Where I part company with the Osbornians is in two aspects of the recovery - first, the jobs created seem to be overwhelmingly low-paid so are not helping the overall public finance problem. Indeed, some of those now in work can still claim benefits and aren't paying much if anything in tax. The second aspect is that while labour is so cheap and plentiful to hire, there's little incentive for companies to make the serious capital investment in technology that would move them forward.
This rather undermines the notion of one third of jobs being carried out by robots in the next 20 years - is that just one third of all writers or one third of all jobs done by people called Robert ?
As for the polls, huge divergence again yesterday - Ashcroft had the duopoly at 59%, ICM at 63 and Populus at 70. Statistically, that's absurd - I assume some of the gap could be down to weightings and other methodology but it still seems vast.
Meanwhile, Christian "Silence, poor people" Horner is throwing a hissyfit (as are others) over engine regulations everybody signed up to. I'm sure this is entirely unrelated to the Mercedes being fastest, most powerful, most efficient and cheapest.
http://www.bbc.co.uk/sport/0/formula1/29993990
More development also means more cost, so this may be bad for teams not backed by a billionaire.

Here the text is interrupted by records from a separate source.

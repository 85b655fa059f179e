//! Import and export options.
//!
//! Both structs deserialize from partial JSON; missing fields take the
//! defaults below.

use serde::{Deserialize, Serialize};
use std::fs;
use std::path::Path;

use crate::anim::{Interpolation, SyncMode};
use crate::dict::LabelMaskRules;
use crate::partition::DEFAULT_SEPARATOR;
use crate::util::{Axis, AxisConvention, Error, LengthUnit, Result};

fn load_json<T: serde::de::DeserializeOwned>(path: &Path) -> Result<T> {
    if !path.exists() {
        return Err(Error::FileNotFound(path.to_path_buf()));
    }
    let text = fs::read_to_string(path)?;
    Ok(serde_json::from_str(&text)?)
}

/// Options controlling how a recording becomes animation.
#[derive(Clone, Debug, PartialEq, Serialize, Deserialize)]
#[serde(default)]
pub struct ImportOptions {
    // Orientation / scale
    /// Use `axis_forward`/`axis_up` instead of the file's screen axes.
    pub use_manual_orientation: bool,
    pub axis_forward: Axis,
    pub axis_up: Axis,
    pub global_scale: f64,
    /// Convention and unit of the target scene.
    pub scene_convention: AxisConvention,
    pub scene_unit: LengthUnit,

    // Rig
    pub create_armature: bool,
    pub bone_size: f32,

    // Animation
    /// Retime keys to `target_frame_rate` (or the recording rate truncated to
    /// whole frames per second, at least 1).
    pub resample_frame_rate: bool,
    pub target_frame_rate: Option<f64>,
    pub fake_user: bool,
    pub interpolation: Interpolation,
    /// Residual threshold; `<= 0` disables.
    pub max_residual: f32,
    pub include_event_markers: bool,
    pub include_empty_labels: bool,
    pub include_residual_channels: bool,
    pub apply_label_mask: bool,
    pub label_mask_rules: LabelMaskRules,
    pub split_actors: bool,
    pub actor_separator: char,

    // Scene settings to recommend
    pub set_frame_rate: bool,
    pub set_end_frame: bool,
    pub set_playback_mode: bool,
    pub sync_mode: SyncMode,
}

impl Default for ImportOptions {
    fn default() -> Self {
        Self {
            use_manual_orientation: false,
            axis_forward: Axis::NegZ,
            axis_up: Axis::PosY,
            global_scale: 1.0,
            scene_convention: AxisConvention::SCENE,
            scene_unit: LengthUnit::Meter,
            create_armature: true,
            bone_size: 0.02,
            resample_frame_rate: false,
            target_frame_rate: None,
            fake_user: true,
            interpolation: Interpolation::Bezier,
            max_residual: 0.0,
            include_event_markers: false,
            include_empty_labels: false,
            include_residual_channels: false,
            apply_label_mask: true,
            label_mask_rules: LabelMaskRules::default(),
            split_actors: true,
            actor_separator: DEFAULT_SEPARATOR,
            set_frame_rate: true,
            set_end_frame: true,
            set_playback_mode: true,
            sync_mode: SyncMode::FrameDrop,
        }
    }
}

impl ImportOptions {
    pub fn from_json_file(path: impl AsRef<Path>) -> Result<Self> {
        load_json(path.as_ref())
    }

    /// Axis convention given by the manual orientation fields.
    pub fn manual_convention(&self) -> Result<AxisConvention> {
        AxisConvention::new(self.axis_forward, self.axis_up)
    }
}

/// Which actions an export consumes.
#[derive(Clone, Copy, Debug, Default, PartialEq, Eq, Serialize, Deserialize)]
#[serde(rename_all = "snake_case")]
pub enum ExportScope {
    #[default]
    All,
    Selected,
}

/// Options controlling how animation becomes a recording.
#[derive(Clone, Debug, PartialEq, Serialize, Deserialize)]
#[serde(default)]
pub struct ExportOptions {
    pub scope: ExportScope,
    /// Carry the scene's `TIMECODE` metadata through, when present.
    pub export_timecode: bool,
    /// Write in `axis_forward`/`axis_up` instead of the scene convention.
    pub use_manual_orientation: bool,
    pub axis_forward: Axis,
    pub axis_up: Axis,
    pub global_scale: f64,
    pub scene_convention: AxisConvention,
    pub scene_unit: LengthUnit,
    pub output_unit: LengthUnit,
    /// Overrides for the scene frame range (inclusive).
    pub frame_start: Option<i64>,
    pub frame_end: Option<i64>,
    /// Separator used to restore actor prefixes.
    pub actor_separator: char,
}

impl Default for ExportOptions {
    fn default() -> Self {
        Self {
            scope: ExportScope::All,
            export_timecode: true,
            use_manual_orientation: false,
            axis_forward: Axis::NegY,
            axis_up: Axis::PosZ,
            global_scale: 1.0,
            scene_convention: AxisConvention::SCENE,
            scene_unit: LengthUnit::Meter,
            output_unit: LengthUnit::Millimeter,
            frame_start: None,
            frame_end: None,
            actor_separator: DEFAULT_SEPARATOR,
        }
    }
}

impl ExportOptions {
    pub fn from_json_file(path: impl AsRef<Path>) -> Result<Self> {
        load_json(path.as_ref())
    }

    /// Convention the written file uses.
    pub fn file_convention(&self) -> Result<AxisConvention> {
        if self.use_manual_orientation {
            AxisConvention::new(self.axis_forward, self.axis_up)
        } else {
            Ok(self.scene_convention)
        }
    }
}
use serde::Serialize;
use tracing::info;

use crate::anim::{Action, Scene, SceneSettings};
use crate::core::{Diagnostics, FrameWriter, Parameter, ParameterGroup, ParameterSet, Warning};
use crate::dict::screen_axis;
use crate::options::ExportOptions;
use crate::export::{consolidate, ExportRange};
use crate::util::{axis_conversion, Error, Mat3, Result};

/// Name written to `MANUFACTURER:COMPANY` and `MANUFACTURER:SOFTWARE`.
pub const SOFTWARE_NAME: &str = env!("CARGO_PKG_NAME");

/// What an export wrote.
#[derive(Clone, Debug, PartialEq, Serialize)]
pub struct ExportSummary {
    pub labels: usize,
    pub frames: usize,
    pub first_frame: i64,
    pub last_frame: i64,
    pub timecode: bool,
}

/// Export the scene's actions in the configured scope.
pub fn export_scene<W: FrameWriter + ?Sized>(
    scene: &Scene,
    options: &ExportOptions,
    writer: &mut W,
    diag: &mut Diagnostics,
) -> Result<Option<ExportSummary>> {
    let actions = scene.actions_in_scope(options.scope);
    export_actions(&actions, &scene.settings, &scene.metadata, options, writer, diag)
}

/// Export `actions` over the scene frame range.
///
/// Returns `Ok(None)` and records [`Warning::NoAnimatableEntities`] when no
/// action carries a position curve; the writer is not called in that case.
#[tracing::instrument(skip_all, fields(actions = actions.len()))]
pub fn export_actions<W: FrameWriter + ?Sized>(
    actions: &[&Action],
    settings: &SceneSettings,
    metadata: &ParameterSet,
    options: &ExportOptions,
    writer: &mut W,
    diag: &mut Diagnostics,
) -> Result<Option<ExportSummary>> {
    let scene_conv = options.scene_convention;
    let rotation = axis_conversion(scene_conv, options.file_convention()?)?;
    let scale = options.global_scale * options.scene_unit.conversion_to(options.output_unit);

    let range = ExportRange {
        start: options.frame_start.unwrap_or(settings.frame_start),
        end: options.frame_end.unwrap_or(settings.frame_end),
        frame_rate: settings.frame_rate,
        transform: rotation * scale as f32,
        separator: options.actor_separator,
    };
    let Some(frames) = consolidate(actions.iter().copied(), &range)? else {
        diag.push(Warning::NoAnimatableEntities);
        return Ok(None);
    };

    let mut params = ParameterSet::new();
    params.insert_group(point_group(&frames.labels, range.frame_rate, &rotation, options)?);
    params.insert_group(
        ParameterGroup::new("MANUFACTURER", "Software that wrote the file")
            .with(Parameter::string("COMPANY", "", SOFTWARE_NAME))
            .with(Parameter::string("SOFTWARE", "", SOFTWARE_NAME))
            .with(Parameter::string("VERSION_LABEL", "", env!("CARGO_PKG_VERSION"))),
    );

    let mut timecode = false;
    if options.export_timecode {
        match metadata.group("TIMECODE") {
            Some(group) => {
                params.insert_group(group.clone());
                timecode = true;
            }
            None => info!("TIMECODE not found, skipping"),
        }
    }

    writer.write_recording(&frames, &params)?;

    let summary = ExportSummary {
        labels: frames.label_count(),
        frames: frames.frame_count,
        first_frame: frames.first_frame,
        last_frame: frames.last_frame(),
        timecode,
    };
    info!(
        "Exported {} labels over frames {}..={}",
        summary.labels, summary.first_frame, summary.last_frame
    );
    Ok(Some(summary))
}

/// `POINT` group describing the written samples.
///
/// Screen axes are the images of the scene's right and up axes, so reading
/// the file back with inferred orientation restores the scene convention.
fn point_group(labels: &[String], frame_rate: f64, rotation: &Mat3, options: &ExportOptions) -> Result<ParameterGroup> {
    let used = i16::try_from(labels.len())
        .map_err(|_| Error::WriteFailed(format!("{} labels exceed the POINT:USED range", labels.len())))?;
    let conv = options.scene_convention;

    let mut group = ParameterGroup::new("POINT", "3-D point parameters")
        .with(Parameter::int16("USED", "Number of points", used))
        .with(Parameter::strings("LABELS", "Point labels", labels.iter().cloned()))
        .with(Parameter::string("UNITS", "Length unit", options.output_unit.symbol()))
        .with(Parameter::floats("RATE", "Frame rate", &[], vec![frame_rate as f32]));
    if let Some(x) = screen_axis(rotation, conv.right()) {
        group.set(Parameter::string("X_SCREEN", "", x.screen_str()));
    }
    if let Some(y) = screen_axis(rotation, conv.up.vector()) {
        group.set(Parameter::string("Y_SCREEN", "", y.screen_str()));
    }
    Ok(group)
}

#[cfg(test)]
mod tests {
    use super::*;
    use crate::anim::{location_path, FCurve, Interpolation, Keyframe};
    use crate::core::DenseFrames;
    use crate::options::ExportScope;
    use crate::partition::EntityKey;
    use crate::util::Axis;

    #[derive(Default)]
    struct Capture(Option<(DenseFrames, ParameterSet)>);

    impl FrameWriter for Capture {
        fn write_recording(&mut self, frames: &DenseFrames, parameters: &ParameterSet) -> Result<()> {
            self.0 = Some((frames.clone(), parameters.clone()));
            Ok(())
        }
    }

    fn scene() -> Scene {
        let mut scene = Scene::new();
        scene.settings.frame_start = 1;
        scene.settings.frame_end = 3;
        scene.settings.frame_rate = 100.0;
        let mut a = Action::new("take.Actor1", EntityKey::Actor("Actor1".into()));
        let mut c = FCurve::new(location_path("Hip"), 0, "Hip");
        c.keyframes.push(Keyframe::new(2.0, 0.25, Interpolation::Bezier));
        a.curves.push(c);
        scene.actions.push(a);
        scene
    }

    #[test]
    fn test_export_parameters() {
        let mut out = Capture::default();
        let mut diag = Diagnostics::new();
        let summary = export_scene(&scene(), &ExportOptions::default(), &mut out, &mut diag)
            .unwrap()
            .unwrap();
        assert_eq!(summary.frames, 3);
        assert!(!summary.timecode);

        let (frames, params) = out.0.unwrap();
        // default scene unit m, output mm
        assert!((frames.sample(1, 0)[0] - 250.0).abs() < 1e-3);
        assert_eq!(params.get("POINT", "UNITS").unwrap().as_str(), Some("mm"));
        assert_eq!(params.get("POINT", "USED").unwrap().as_int(), Some(1));
        assert_eq!(params.get("POINT", "X_SCREEN").unwrap().as_str(), Some("+X"));
        assert_eq!(params.get("POINT", "Y_SCREEN").unwrap().as_str(), Some("+Z"));
        assert_eq!(
            params.get("POINT", "LABELS").unwrap().as_strings().unwrap(),
            &["Actor1:Hip".to_string()]
        );
        assert_eq!(params.get("MANUFACTURER", "SOFTWARE").unwrap().as_str(), Some(SOFTWARE_NAME));
    }

    #[test]
    fn test_manual_orientation_screen_axes() {
        let options = ExportOptions {
            use_manual_orientation: true,
            axis_forward: Axis::NegY,
            axis_up: Axis::PosZ,
            ..Default::default()
        };
        let mut out = Capture::default();
        export_scene(&scene(), &options, &mut out, &mut Diagnostics::new()).unwrap();
        let (frames, params) = out.0.unwrap();
        assert_eq!(params.get("POINT", "X_SCREEN").unwrap().as_str(), Some("-X"));
        assert_eq!(params.get("POINT", "Y_SCREEN").unwrap().as_str(), Some("+Z"));
        assert!((frames.sample(1, 0)[0] + 250.0).abs() < 1e-3);
    }

    #[test]
    fn test_timecode_passthrough() {
        let mut s = scene();
        s.metadata
            .insert_group(ParameterGroup::new("TIMECODE", "").with(Parameter::int16("DROP_FRAMES", "", 0)));
        let mut out = Capture::default();
        let summary = export_scene(&s, &ExportOptions::default(), &mut out, &mut Diagnostics::new())
            .unwrap()
            .unwrap();
        assert!(summary.timecode);
        assert!(out.0.unwrap().1.group("TIMECODE").is_some());
    }

    #[test]
    fn test_nothing_selected() {
        let options = ExportOptions {
            scope: ExportScope::Selected,
            ..Default::default()
        };
        let mut out = Capture::default();
        let mut diag = Diagnostics::new();
        assert!(export_scene(&scene(), &options, &mut out, &mut diag).unwrap().is_none());
        assert!(out.0.is_none());
        assert!(diag.any(|w| matches!(w, Warning::NoAnimatableEntities)));
    }
}
use rayon::prelude::*;
use serde::Serialize;
use tracing::{debug, info, info_span, trace};

use super::HostScene;
use crate::anim::{Scene, SceneSettings, SyncMode};
use crate::core::{Diagnostics, EmptyReason, LabelMask, ParameterGroup, RecordingInfo, RecordingSource, Warning};
use crate::dict::{make_labels_unique, ParameterDictionary};
use crate::events::{self, EventRecord};
use crate::import::{commit, map_entity, ChannelConfig, EntityChannels};
use crate::options::ImportOptions;
use crate::partition::{EntityKey, Partitioner};
use crate::stream::{FrameStreamAdapter, ResidualPolicy, Selection};
use crate::util::{axis_conversion, Error, Mat3, Result};

/// Scene settings the import suggests. `None` fields are left alone.
#[derive(Clone, Copy, Debug, Default, PartialEq, Serialize)]
pub struct RecommendedSettings {
    pub frame_rate: Option<f64>,
    pub frame_end: Option<i64>,
    pub sync_mode: Option<SyncMode>,
}

impl RecommendedSettings {
    pub fn apply(&self, settings: &mut SceneSettings) {
        if let Some(rate) = self.frame_rate {
            settings.frame_rate = rate;
        }
        if let Some(end) = self.frame_end {
            settings.frame_end = end;
        }
        if let Some(mode) = self.sync_mode {
            settings.sync_mode = mode;
        }
    }
}

/// One committed entity.
#[derive(Clone, Debug, PartialEq, Serialize)]
pub struct EntityReport {
    pub entity: EntityKey,
    /// Name of the keyframe container in the host.
    pub action: String,
    pub labels: usize,
    pub keyframes: usize,
}

/// Outcome of importing one recording.
#[derive(Clone, Debug, Serialize)]
pub struct ImportReport {
    pub name: String,
    pub info: RecordingInfo,
    pub entities: Vec<EntityReport>,
    pub markers: usize,
    pub resample_factor: f64,
    /// Last frame after dropping an all-zero terminal frame.
    pub last_frame: i64,
    pub recommended: RecommendedSettings,
    /// `TIMECODE` group, kept for re-export.
    #[serde(skip)]
    pub timecode: Option<ParameterGroup>,
    pub warnings: Diagnostics,
}

impl ImportReport {
    /// Apply recommended settings and carried metadata to an in-memory scene.
    pub fn apply_to(&self, scene: &mut Scene) {
        self.recommended.apply(&mut scene.settings);
        if let Some(tc) = &self.timecode {
            scene.metadata.insert_group(tc.clone());
        }
    }

    pub fn total_keyframes(&self) -> usize {
        self.entities.iter().map(|e| e.keyframes).sum()
    }
}

/// Everything derived from the parameter dictionary before streaming.
struct Plan {
    transform: Mat3,
    keys: Vec<EntityKey>,
    selections: Vec<Selection>,
    events: Vec<EventRecord>,
    timecode: Option<ParameterGroup>,
}

fn plan_import(name: &str, dict: &ParameterDictionary<'_>, options: &ImportOptions, diag: &mut Diagnostics) -> Result<Plan> {
    let scale = options.global_scale * dict.unit_conversion_or_assume("POINT", options.scene_unit, diag);
    let orient = if options.use_manual_orientation {
        axis_conversion(options.manual_convention()?, options.scene_convention)?
    } else {
        let scene = options.scene_convention;
        let (m, parsed) = dict.axis_interpretation(scene.forward, scene.up);
        if !parsed {
            diag.push(Warning::OrientationNotParsed {
                section: "POINT".to_string(),
            });
        }
        m
    };
    let transform = orient * scale as f32;

    let raw = dict.point_labels();
    let labels = make_labels_unique(&raw);
    let vendor = if options.apply_label_mask {
        dict.generate_label_mask(&raw, "POINT", &options.label_mask_rules)
    } else {
        LabelMask::all(labels.len())
    };

    let partitioner = Partitioner::new(options.actor_separator);
    let entities = if options.split_actors {
        partitioner.partition(&labels)
    } else {
        Partitioner::whole(name, labels.len())
    };

    let mut keys = Vec::with_capacity(entities.len());
    let mut selections = Vec::with_capacity(entities.len());
    for (key, mask) in entities {
        let retained = mask.and(&vendor);
        if retained.is_clear() {
            diag.push(Warning::EmptyEntity {
                entity: key.name().to_string(),
                reason: EmptyReason::NoLabels,
            });
            continue;
        }
        let local = retained
            .select(&labels)
            .map(|l| key.local_label(l, partitioner.separator()).to_string())
            .collect();
        debug!("Entity '{}': {} labels", key, retained.count());
        keys.push(key);
        selections.push(Selection {
            mask: retained,
            labels: local,
        });
    }

    let events = if options.include_event_markers { dict.events() } else { Vec::new() };
    let timecode = dict.parameters().group("TIMECODE").cloned();

    Ok(Plan {
        transform,
        keys,
        selections,
        events,
        timecode,
    })
}

/// Import one recording into `host`.
///
/// `name` is the recording's name (normally the file stem); containers are
/// named `<name>.<entity>`. Structural problems abort with an error, anything
/// else is recorded in the report's warnings.
#[tracing::instrument(skip_all, fields(name = %name))]
pub fn import_recording<R, H>(name: &str, source: &mut R, options: &ImportOptions, host: &mut H) -> Result<ImportReport>
where
    R: RecordingSource + ?Sized,
    H: HostScene + ?Sized,
{
    let info = source.info();
    if !info.has_point_data() {
        return Err(Error::NoPointData(name.to_string()));
    }
    info.validate()?;
    let mut diag = Diagnostics::new();
    let plan = {
        let dict = ParameterDictionary::new(source.parameters(), info);
        plan_import(name, &dict, options, &mut diag)?
    };

    let target_rate = options.target_frame_rate.unwrap_or_else(|| info.frame_rate.trunc().max(1.0));
    let resample_factor = if options.resample_frame_rate {
        target_rate / info.frame_rate
    } else {
        1.0
    };

    let output = {
        let _span = info_span!("read_points", frames = info.frame_count()).entered();
        let adapter = FrameStreamAdapter::new(plan.transform, ResidualPolicy::new(options.max_residual));
        adapter.materialize(&info, source.read_frames()?, &plan.selections, &mut diag)?
    };

    let config = ChannelConfig {
        interpolation: options.interpolation,
        resample_factor,
        include_residuals: options.include_residual_channels,
        include_empty: options.include_empty_labels,
    };
    let keyframing = info_span!("keyframe", entities = plan.keys.len()).entered();
    let mapped: Vec<EntityChannels> = plan
        .keys
        .par_iter()
        .zip(output.entities.par_iter())
        .map(|(key, frames)| map_entity(key.clone(), frames, &config))
        .collect();

    let mut entities = Vec::with_capacity(mapped.len());
    for channels in &mapped {
        let keyframes = channels.total_keyframes();
        if keyframes == 0 {
            diag.push(Warning::EmptyEntity {
                entity: channels.entity.name().to_string(),
                reason: EmptyReason::NoKeyframes,
            });
            continue;
        }
        let container = format!("{}.{}", name, channels.entity.name());
        let action = host.begin_entity(&channels.entity, &container, options.fake_user)?;
        if let Err(e) = commit(channels, host) {
            host.discard()?;
            return Err(e);
        }
        host.finalize()?;

        let labels = channels.label_names();
        trace!("Committed '{}': {} labels, {} keyframes", action, labels.len(), keyframes);
        if options.create_armature {
            host.create_rig(&channels.entity, &labels, options.bone_size, &action)?;
        }
        entities.push(EntityReport {
            entity: channels.entity.clone(),
            action,
            labels: labels.len(),
            keyframes,
        });
    }

    drop(keyframing);

    let markers = events::translate(&plan.events, resample_factor, host, &mut diag);

    let recommended = RecommendedSettings {
        frame_rate: options.set_frame_rate.then(|| {
            if options.resample_frame_rate {
                target_rate
            } else {
                info.frame_rate
            }
        }),
        frame_end: options
            .set_end_frame
            .then(|| (output.last_frame as f64 * resample_factor).round() as i64),
        sync_mode: options.set_playback_mode.then_some(options.sync_mode),
    };

    info!(
        "Imported '{}': {} entities, {} markers, {} warnings",
        name,
        entities.len(),
        markers,
        diag.len()
    );

    Ok(ImportReport {
        name: name.to_string(),
        info,
        entities,
        markers,
        resample_factor,
        last_frame: output.last_frame,
        recommended,
        timecode: plan.timecode,
        warnings: diag,
    })
}
//! End-to-end import and export.
//!
//! - [`import_recording`] - one recording into a host scene
//! - [`import_batch`] - several recordings with per-file failure isolation
//! - [`export_scene`] / [`export_actions`] - host animation back to a recording

mod batch;
mod export;
mod import;

pub use batch::*;
pub use export::*;
pub use import::*;

use crate::anim::{ChannelSink, MarkerSink, RigSink};

/// Everything the importer writes into.
pub trait HostScene: ChannelSink + MarkerSink + RigSink {}

impl<T: ChannelSink + MarkerSink + RigSink + ?Sized> HostScene for T {}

Much better to have large multinationals who shelter their profits in Ireland and Luxemburg, make strange arrangements with VAT and then import their employees so the rest of us can pay for them being here.
Spot on,stop the something for nothing bit.
That's not a statistic that supports open door immigration.
http://www.telegraph.co.uk/news/worldnews/europe/eu/11222166/A-Commons-shambles-that-fuels-public-distrust.html
Never understood why the Right doesn't understand the fallacy of composition.
The free movement of labour is a cornerstone of the EU ethos, the free movement of unemployed economic migrants wishing to take advantage of countries with the most generous welfare state, is not. – Glad to see the ECJ has finally recognised this fact.